Breast Implant Reconstruction in the Ptotic Patient: Evaluation of Wise and Vertical Skin Sparing Mastectomy

Reconstruction avec implant chez des patients ayant une ptose mammaire : évaluation de la mastectomie d'épargne cutanée type Wise et verticale

M Margaret Holohan 1,*, Stephanie M Diaz 1,*, Keeley Newsom 1, Alex Smith 1, Betty Fan 2, Folasade O Imeokparia 2, Carla S Fisher 2, Kandice K Ludwig 2, Mary E Lester 1,*, Aladdin H Hassanein 1,*,
PMCID: PMC11562139  PMID: 39553522

Abstract

Introduction: Post-mastectomy reconstruction in patients with severe breast ptosis can be challenging. Traditionally, a skin sparing mastectomy (SSM) with a circumareolar incision or a horizontal elliptical extension results in a long, horizontally-oriented scar in the central breast. The Wise pattern SSM with an inferiorly-based dermal flap addresses skin redundancy and provides added vascularized implant coverage in ptotic patients with macromastia. The purpose of this study is to compare outcomes in ptotic patients undergoing SSM with Wise pattern and a modified vertical technique which also uses de-epithelialized excess skin under the incision. Methods: A retrospective chart review was performed on patients that underwent SSM using a Wise or vertical skin reducing technique. The Wise pattern was performed using an inferiorly-based dermal flap and the vertical method used a laterally-based dermal flap covering the implant/tissue expander (TE). Results: SSM with the use of autoderm was performed in 42 patients (67 breasts) using either the Wise (n = 49 breasts) or vertical (n = 18 breasts) method. Both groups had similar BMI (35.4). The prepectoral plane was used in 93.5% of Wise pattern patients and all vertical patients. All cases of seroma and hematoma occurred in the Wise pattern group (10.2%). Mastectomy skin necrosis requiring unplanned return to surgery for debridement occurred in 20.4% of those undergoing Wise pattern SSM and 11.1% undergoing the vertical pattern (p = 0.49). Conclusion: Severely ptotic patients undergoing SSM have a high risk of skin necrosis. A dermal flap under the closure has the advantage of vascularized tissue reinforcing the wound in implant based reconstruction. The vertical pattern SSM using a laterally-based dermal flap may be a safe, simple alternative to the Wise pattern in select patients.
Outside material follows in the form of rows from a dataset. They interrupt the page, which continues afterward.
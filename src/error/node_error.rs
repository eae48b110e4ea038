use thiserror::Error;

use super::ContextError;

/// Node-level errors
#[derive(Debug, Error)]
pub enum NodeError {
    #[error("Execution error: {0}")]
    Execution(String),
    #[error("Transient failure: {0}")]
    Transient(String),
    #[error("Interrupted: retry wait cancelled")]
    Interrupted,
    #[error("Context error: {0}")]
    Context(#[from] ContextError),
}

impl NodeError {
    /// A terminal failure: propagates immediately, never retried.
    pub fn execution(message: impl Into<String>) -> Self {
        NodeError::Execution(message.into())
    }

    /// A retry-eligible failure. The unit of work decides the
    /// classification; the engine never reclassifies.
    pub fn transient(message: impl Into<String>) -> Self {
        NodeError::Transient(message.into())
    }

    /// Whether a [`RetryPolicy`](crate::retry::RetryPolicy) may recover
    /// from this failure.
    pub fn is_transient(&self) -> bool {
        matches!(self, NodeError::Transient(_))
    }
}

#[cfg(test)]
mod tests {
    use super::*;

    #[test]
    fn test_node_error_display() {
        assert_eq!(
            NodeError::execution("boom").to_string(),
            "Execution error: boom"
        );
        assert_eq!(
            NodeError::transient("503").to_string(),
            "Transient failure: 503"
        );
        assert_eq!(
            NodeError::Interrupted.to_string(),
            "Interrupted: retry wait cancelled"
        );
    }

    #[test]
    fn test_transient_classification() {
        assert!(NodeError::transient("x").is_transient());
        assert!(!NodeError::execution("x").is_transient());
        assert!(!NodeError::Interrupted.is_transient());
        assert!(!NodeError::from(ContextError::key_not_found("k")).is_transient());
    }

    #[test]
    fn test_from_context_error() {
        let err: NodeError = ContextError::key_not_found("missing").into();
        assert!(matches!(err, NodeError::Context(_)));
        assert!(err.to_string().contains("missing"));
    }
}
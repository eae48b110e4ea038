//! Node model: the five node kinds, their callable units, and typed edges.
//!
//! Callables come in a closed set of shapes resolved once at node
//! construction time — the dispatcher matches on the variant, it never
//! re-inspects the callable per invocation.

use std::fmt;
use std::sync::Arc;

use futures::future::BoxFuture;
use tokio_util::sync::CancellationToken;

use crate::context::Context;
use crate::error::NodeResult;
use crate::retry::RetryPolicy;

/// Synchronous unit of work.
pub type SyncWorkFn = dyn Fn(&mut Context) -> NodeResult<()> + Send + Sync;
/// Synchronous unit of work observing the cancellation signal.
pub type SyncCancelWorkFn = dyn Fn(&mut Context, &CancellationToken) -> NodeResult<()> + Send + Sync;
/// Asynchronous unit of work.
pub type AsyncWorkFn =
    dyn for<'a> Fn(&'a mut Context) -> BoxFuture<'a, NodeResult<()>> + Send + Sync;
/// Asynchronous unit of work observing the cancellation signal.
pub type AsyncCancelWorkFn = dyn for<'a> Fn(&'a mut Context, CancellationToken) -> BoxFuture<'a, NodeResult<()>>
    + Send
    + Sync;

/// A unit of work executed by an action node.
///
/// The engine threads the cancellation signal through every invocation;
/// the `*_cancellable` shapes receive it, the plain shapes ignore it.
/// Work that never observes the signal cannot be interrupted mid-flight
/// — the engine still checks the signal before each node.
#[derive(Clone)]
pub enum Work {
    Sync(Arc<SyncWorkFn>),
    SyncCancellable(Arc<SyncCancelWorkFn>),
    Async(Arc<AsyncWorkFn>),
    AsyncCancellable(Arc<AsyncCancelWorkFn>),
}

impl Work {
    pub fn sync<F>(f: F) -> Self
    where
        F: Fn(&mut Context) -> NodeResult<()> + Send + Sync + 'static,
    {
        Work::Sync(Arc::new(f))
    }

    pub fn sync_cancellable<F>(f: F) -> Self
    where
        F: Fn(&mut Context, &CancellationToken) -> NodeResult<()> + Send + Sync + 'static,
    {
        Work::SyncCancellable(Arc::new(f))
    }

    pub fn async_fn<F>(f: F) -> Self
    where
        F: for<'a> Fn(&'a mut Context) -> BoxFuture<'a, NodeResult<()>> + Send + Sync + 'static,
    {
        Work::Async(Arc::new(f))
    }

    pub fn async_cancellable<F>(f: F) -> Self
    where
        F: for<'a> Fn(&'a mut Context, CancellationToken) -> BoxFuture<'a, NodeResult<()>>
            + Send
            + Sync
            + 'static,
    {
        Work::AsyncCancellable(Arc::new(f))
    }

    pub(crate) async fn invoke(
        &self,
        ctx: &mut Context,
        cancel: &CancellationToken,
    ) -> NodeResult<()> {
        match self {
            Work::Sync(f) => f(ctx),
            Work::SyncCancellable(f) => f(ctx, cancel),
            Work::Async(f) => f(ctx).await,
            Work::AsyncCancellable(f) => f(ctx, cancel.clone()).await,
        }
    }
}

impl fmt::Debug for Work {
    fn fmt(&self, f: &mut fmt::Formatter<'_>) -> fmt::Result {
        let shape = match self {
            Work::Sync(_) => "sync",
            Work::SyncCancellable(_) => "sync+cancel",
            Work::Async(_) => "async",
            Work::AsyncCancellable(_) => "async+cancel",
        };
        write!(f, "Work({})", shape)
    }
}

/// Side-effect-free condition evaluated by a fork node, exactly once per
/// visit. The engine provides no retry for predicate evaluation.
pub type SyncPredicateFn = dyn Fn(&Context) -> bool + Send + Sync;
pub type AsyncPredicateFn = dyn for<'a> Fn(&'a Context) -> BoxFuture<'a, bool> + Send + Sync;

#[derive(Clone)]
pub enum Predicate {
    Sync(Arc<SyncPredicateFn>),
    Async(Arc<AsyncPredicateFn>),
}

impl Predicate {
    pub fn sync<F>(f: F) -> Self
    where
        F: Fn(&Context) -> bool + Send + Sync + 'static,
    {
        Predicate::Sync(Arc::new(f))
    }

    pub fn async_fn<F>(f: F) -> Self
    where
        F: for<'a> Fn(&'a Context) -> BoxFuture<'a, bool> + Send + Sync + 'static,
    {
        Predicate::Async(Arc::new(f))
    }

    pub(crate) async fn evaluate(&self, ctx: &Context) -> bool {
        match self {
            Predicate::Sync(f) => f(ctx),
            Predicate::Async(f) => f(ctx).await,
        }
    }
}

impl fmt::Debug for Predicate {
    fn fmt(&self, f: &mut fmt::Formatter<'_>) -> fmt::Result {
        match self {
            Predicate::Sync(_) => write!(f, "Predicate(sync)"),
            Predicate::Async(_) => write!(f, "Predicate(async)"),
        }
    }
}

/// Key selector evaluated by a case node, exactly once per visit.
pub type SyncSelectorFn = dyn Fn(&Context) -> String + Send + Sync;
pub type AsyncSelectorFn = dyn for<'a> Fn(&'a Context) -> BoxFuture<'a, String> + Send + Sync;

#[derive(Clone)]
pub enum Selector {
    Sync(Arc<SyncSelectorFn>),
    Async(Arc<AsyncSelectorFn>),
}

impl Selector {
    pub fn sync<F>(f: F) -> Self
    where
        F: Fn(&Context) -> String + Send + Sync + 'static,
    {
        Selector::Sync(Arc::new(f))
    }

    pub fn async_fn<F>(f: F) -> Self
    where
        F: for<'a> Fn(&'a Context) -> BoxFuture<'a, String> + Send + Sync + 'static,
    {
        Selector::Async(Arc::new(f))
    }

    pub(crate) async fn select(&self, ctx: &Context) -> String {
        match self {
            Selector::Sync(f) => f(ctx),
            Selector::Async(f) => f(ctx).await,
        }
    }
}

impl fmt::Debug for Selector {
    fn fmt(&self, f: &mut fmt::Formatter<'_>) -> fmt::Result {
        match self {
            Selector::Sync(_) => write!(f, "Selector(sync)"),
            Selector::Async(_) => write!(f, "Selector(async)"),
        }
    }
}

/// The concrete behavior of a node.
#[derive(Debug, Clone)]
pub enum NodeKind {
    /// Executes a unit of work, then advances along the `Next` edge.
    Action {
        work: Work,
        retry: Option<RetryPolicy>,
    },
    /// Conditional fork: true branch required, false branch optional.
    Fork { predicate: Predicate },
    /// Multi-way fork: ordinal exact-match on the selector's key.
    Case { selector: Selector },
    /// Unconditional transfer to the node bound to `target`, resolved
    /// once at graph finalization.
    Jump { target: String },
    /// Terminal node carrying the run's exit code.
    Exit { code: i32 },
}

/// A node in the workflow graph.
///
/// Nodes are created once by the factory/builder and are immutable after
/// graph finalization.
#[derive(Debug, Clone)]
pub struct Node {
    /// Unique identifier within the graph, used for jump resolution.
    pub tag: Option<String>,
    /// Display name.
    pub label: String,
    pub kind: NodeKind,
}

impl Node {
    /// Name used in diagnostics, logs, and events: the tag when present,
    /// the label otherwise.
    pub fn name(&self) -> &str {
        self.tag.as_deref().unwrap_or(&self.label)
    }

    pub fn kind_name(&self) -> &'static str {
        match self.kind {
            NodeKind::Action { .. } => "action",
            NodeKind::Fork { .. } => "fork",
            NodeKind::Case { .. } => "case",
            NodeKind::Jump { .. } => "jump",
            NodeKind::Exit { .. } => "exit",
        }
    }
}

/// Edge kinds wiring the graph.
#[derive(Debug, Clone, PartialEq, Eq)]
pub enum EdgeKind {
    /// Plain successor edge.
    Next,
    /// Fork's true branch.
    IfTrue,
    /// Fork's false branch.
    IfFalse,
    /// Case branch matched by exact key.
    Case(String),
    /// Case fallback branch.
    Otherwise,
    /// Resolved jump binding.
    Jump,
}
Keywords: ptosis, breast cancer, mastectomy, implant, tissue expander, reconstuction

Introduction

Patients with severe breast ptosis who undergo mastectomy with immediate implant-based reconstruction can pose a reconstructive challenge. 1 Nipple sparing mastectomy has been described in patients with mild-moderate ptosis. 2 Nipple removal with skin sparing mastectomy (SSM) is typically necessary with severe grade II-grade III ptosis. Excess skin must be managed to optimize contour and shape of the reconstruction. Traditionally, a SSM with a circumareolar incision or a horizontal elliptical extension results in a long, horizontally oriented scar in the central breast.3,4 Disadvantages of this incisional pattern are central flattening and widening of the appearance of the breast with a horizontal scar that is often visible to the patient from the birds-eye-view and in certain clothing. 5 The Wise pattern SSM with an inferiorly-based dermal skin flap, sometimes referred to as “autoderm,” addresses skin redundancy and gives added vascularized implant coverage in ptotic patients with macromastia.3,615 The autoderm can be particularly favorable in pre-pectoral reconstruction given the high risk of implant exposure in the event of skin dehiscence. Wise pattern SSM provides better projection and overall cosmesis than that of the traditional horizontal elliptical incision. However, post-operative wound healing complications, particularly at the intersection of the vertical and inframammary incisions (“T-point”), have been described.3,68,16 The additional incisions decrease mastectomy skin flap dermal perfusion potentially increasing mastectomy skin necrosis.4,6,8

The vertical pattern mastopexy design can be adapted for SSM to address skin redundancy. An advantage of the vertical incision pattern is reduction of scars with one continuous scar. 17 Without the susceptible T-point, the vertical incision SSM may be associated with fewer complications compared to the Wise pattern. We have modified the vertical SSM to utilize excess skin as a laterally-based dermal flap for partial vascularized coverage of the implant. No study has directly compared these two skin-reducing mastectomy techniques which utilize excess skin as vascularized dermis to cover the implant. The purpose of this study was to compare outcomes of the Wise pattern and a modified vertical pattern SSM autoderm techniques in severely ptotic patients.

Methods

A retrospective chart review was performed on patients at the institution undergoing implant-based reconstruction between 2019 and 2022. Patients that underwent SSM using either a Wise pattern or vertical skin reducing technique were included. Patients that underwent nipple sparing mastectomy were excluded. Patient demographics (age, body mass index (BMI), procedure laterality) and comorbidities were recorded. Implant plane position (pre-pectoral or submuscular plane) was assessed. Outcome variables of interest included as delayed wound healing, infection, seroma and hematoma formation, TE/implant removal and revision were recorded for each patient.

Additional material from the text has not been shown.